→ **Saved entries**
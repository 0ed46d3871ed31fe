//! Shard Hint Manager
//!
//! Top-level coordinator for one shard's hinted handoff. It owns the
//! endpoint-manager registry, the shard-wide send-memory semaphore, the
//! disk-space watchdog and the statistics, and it is the only type the
//! write path talks to.
//!
//! ## Architecture
//!
//! ```text
//! HintManager
//!     │
//!     ├─ EndpointManager("10.0.0.1:7000")
//!     │    ├─ EndpointWriter   ── HintLog (segments on disk)
//!     │    └─ EndpointSender   ──┘
//!     │
//!     ├─ EndpointManager("10.0.0.2:7000")
//!     │    └─ ...
//!     │
//!     └─ SpaceWatchdog (one per shard)
//! ```
//!
//! Endpoint managers are created lazily on the first hint for a
//! destination and live until shard shutdown. On `start` the manager also
//! revives endpoint managers for every endpoint directory already on disk,
//! so segments surviving a restart are replayed in their original order.
//!
//! ## Thread Safety
//!
//! The manager is `Send + Sync` and meant to be shared via `Arc`; one
//! instance serves one shard directory and instances share nothing.

use std::collections::hash_map::Entry;
use std::collections::HashMap;
use std::sync::atomic::{AtomicBool, Ordering};
use std::sync::{Arc, OnceLock, RwLock};

use tokio::sync::Semaphore;
use tracing::{info, warn};

use hintwell_core::{EndpointId, FrozenMutation};

use crate::cluster::{ClusterHandles, FailureDetector, SchemaCatalog, Snitch, StorageProxy, Topology};
use crate::config::HintConfig;
use crate::endpoint::EndpointManager;
use crate::error::Result;
use crate::metrics::{ShardStats, StatsSnapshot};
use crate::store::HintLogFactory;
use crate::watchdog::SpaceWatchdog;

type ManagerMap = Arc<RwLock<HashMap<EndpointId, Arc<EndpointManager>>>>;

pub struct HintManager {
    config: Arc<HintConfig>,
    stats: Arc<ShardStats>,
    factory: Arc<HintLogFactory>,
    send_limiter: Arc<Semaphore>,
    catalog: Arc<dyn SchemaCatalog>,
    topology: Arc<dyn Topology>,
    snitch: Arc<dyn Snitch>,
    cluster: OnceLock<ClusterHandles>,
    managers: ManagerMap,
    watchdog: Arc<SpaceWatchdog>,
    stopping: AtomicBool,
}

impl HintManager {
    pub fn new(
        config: HintConfig,
        catalog: Arc<dyn SchemaCatalog>,
        topology: Arc<dyn Topology>,
        snitch: Arc<dyn Snitch>,
    ) -> Self {
        let config = Arc::new(config);
        let managers: ManagerMap = Arc::new(RwLock::new(HashMap::new()));
        let factory = Arc::new(HintLogFactory::new(
            config.shard_dir(),
            config.hint_segment_size,
        ));
        let watchdog = Arc::new(SpaceWatchdog::new(
            config.shard_dir(),
            config.max_shard_disk_space_size,
            config.watchdog_period,
            managers.clone(),
        ));

        Self {
            send_limiter: Arc::new(Semaphore::new(config.max_send_in_flight_memory)),
            stats: Arc::new(ShardStats::new()),
            factory,
            catalog,
            topology,
            snitch,
            cluster: OnceLock::new(),
            managers,
            watchdog,
            stopping: AtomicBool::new(false),
            config,
        }
    }

    /// Wire in the send path and the failure detector, revive endpoint
    /// managers for hints surviving on disk, and start the watchdog.
    pub async fn start(
        &self,
        proxy: Arc<dyn StorageProxy>,
        gossiper: Arc<dyn FailureDetector>,
    ) -> Result<()> {
        let handles = ClusterHandles {
            failure_detector: gossiper,
            topology: self.topology.clone(),
            proxy,
            snitch: self.snitch.clone(),
            catalog: self.catalog.clone(),
        };
        if self.cluster.set(handles).is_err() {
            warn!("hint manager started twice, ignoring");
            return Ok(());
        }

        let shard_dir = self.config.shard_dir();
        tokio::fs::create_dir_all(&shard_dir).await?;

        // Crash recovery: an endpoint directory on disk means undelivered
        // hints; bring its manager up so the sender replays them.
        let mut recovered = 0usize;
        let mut entries = tokio::fs::read_dir(&shard_dir).await?;
        while let Some(entry) = entries.next_entry().await? {
            if !entry.file_type().await?.is_dir() {
                continue;
            }
            if let Some(name) = entry.file_name().to_str() {
                self.get_or_create(&EndpointId::new(name)).await?;
                recovered += 1;
            }
        }

        self.watchdog.start().await;

        info!(
            shard_dir = %shard_dir.display(),
            recovered_endpoints = recovered,
            "hint manager started"
        );
        Ok(())
    }

    /// Drain and shut down every endpoint manager. Idempotent: a second
    /// call returns immediately.
    pub async fn stop(&self) {
        if self.stopping.swap(true, Ordering::AcqRel) {
            return;
        }

        self.watchdog.stop().await;

        // Wake any sender blocked on the send budget.
        self.send_limiter.close();

        let managers: Vec<_> = {
            let mut map = self.managers.write().unwrap();
            map.drain().map(|(_, manager)| manager).collect()
        };
        for manager in managers {
            manager.stop().await;
        }

        info!("hint manager stopped");
    }

    /// Durably record a hint for `endpoint`.
    ///
    /// Returns `false` when the hint is definitely not going to be stored
    /// (shutdown in progress, admission refused, or the endpoint store
    /// could not be created); the caller must then handle the write
    /// failure by other means.
    pub async fn store_hint(&self, endpoint: &EndpointId, mutation: FrozenMutation) -> bool {
        if self.stopping.load(Ordering::Acquire) || self.cluster.get().is_none() {
            self.stats.record_dropped();
            return false;
        }

        match self.get_or_create(endpoint).await {
            Ok(manager) => manager.store_hint(mutation),
            Err(err) => {
                warn!(endpoint = %endpoint, error = %err, "could not create endpoint hint store");
                self.stats.record_dropped();
                false
            }
        }
    }

    /// Should the write path generate a hint for `endpoint` if it becomes
    /// unavailable? True when the endpoint's datacenter is hintable and the
    /// peer has been seen recently enough to be plausibly recoverable.
    pub fn can_hint_for(&self, endpoint: &EndpointId) -> bool {
        let Some(cluster) = self.cluster.get() else {
            return false;
        };
        self.check_dc_for(endpoint)
            && cluster.failure_detector.last_seen(endpoint) <= self.config.max_hint_window
    }

    /// True when hints for `endpoint` are allowed but the shard already has
    /// too many bytes admitted and not yet durable. The write path backs
    /// off instead of queueing more; disk usage is deliberately not
    /// considered here because it cannot be expected to drop until the
    /// remote peer recovers.
    pub fn too_many_in_flight_hints_for(&self, endpoint: &EndpointId) -> bool {
        self.stats.size_of_hints_in_progress() > self.config.max_size_of_hints_in_progress
            && self.hints_in_progress_for(endpoint) > 0
    }

    /// Is the endpoint's datacenter in the configured hintable set?
    /// An empty set means every datacenter is hintable.
    pub fn check_dc_for(&self, endpoint: &EndpointId) -> bool {
        self.config.hinted_dcs.is_empty()
            || self
                .config
                .hinted_dcs
                .contains(&self.snitch.datacenter(endpoint))
    }

    /// Bytes of hints admitted to this shard and not yet durable.
    pub fn size_of_hints_in_progress(&self) -> u64 {
        self.stats.size_of_hints_in_progress()
    }

    /// Number of hints in flight to the disk for one endpoint.
    pub fn hints_in_progress_for(&self, endpoint: &EndpointId) -> u64 {
        let map = self.managers.read().unwrap();
        map.get(endpoint)
            .map(|manager| manager.hints_in_progress())
            .unwrap_or(0)
    }

    /// Point-in-time copy of the shard counters.
    pub fn stats(&self) -> StatsSnapshot {
        self.stats.snapshot()
    }

    /// Reserved for cross-shard rebalancing of hint files.
    pub async fn rebalance(&self) -> Result<()> {
        Ok(())
    }

    async fn get_or_create(&self, endpoint: &EndpointId) -> Result<Arc<EndpointManager>> {
        if self.stopping.load(Ordering::Acquire) {
            return Err(crate::error::Error::Stopped);
        }
        {
            let map = self.managers.read().unwrap();
            if let Some(manager) = map.get(endpoint) {
                return Ok(manager.clone());
            }
        }

        let cluster = self
            .cluster
            .get()
            .cloned()
            .ok_or(crate::error::Error::Stopped)?;
        let built = EndpointManager::new(
            endpoint.clone(),
            self.config.clone(),
            self.stats.clone(),
            cluster,
            self.factory.clone(),
            self.send_limiter.clone(),
        )
        .await?;

        let (manager, fresh) = {
            let mut map = self.managers.write().unwrap();
            match map.entry(endpoint.clone()) {
                Entry::Occupied(entry) => (entry.get().clone(), false),
                Entry::Vacant(entry) => {
                    entry.insert(built.clone());
                    (built, true)
                }
            }
        };
        if fresh {
            manager.start().await?;
        }
        Ok(manager)
    }
}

→ **PROBLEM TO WORK ON**
Beginning at the line that contains "if let Some(manager)", reproduce every line down to the last line of the entries above, exactly and only those.

→ **RESPONSE TO THIS EXERCISE**
            if let Some(manager) = map.get(endpoint) {
                return Ok(manager.clone());
            }
        }

        let cluster = self
            .cluster
            .get()
            .cloned()
            .ok_or(crate::error::Error::Stopped)?;
        let built = EndpointManager::new(
            endpoint.clone(),
            self.config.clone(),
            self.stats.clone(),
            cluster,
            self.factory.clone(),
            self.send_limiter.clone(),
        )
        .await?;

        let (manager, fresh) = {
            let mut map = self.managers.write().unwrap();
            match map.entry(endpoint.clone()) {
                Entry::Occupied(entry) => (entry.get().clone(), false),
                Entry::Vacant(entry) => {
                    entry.insert(built.clone());
                    (built, true)
                }
            }
        };
        if fresh {
            manager.start().await?;
        }
        Ok(manager)
    }
}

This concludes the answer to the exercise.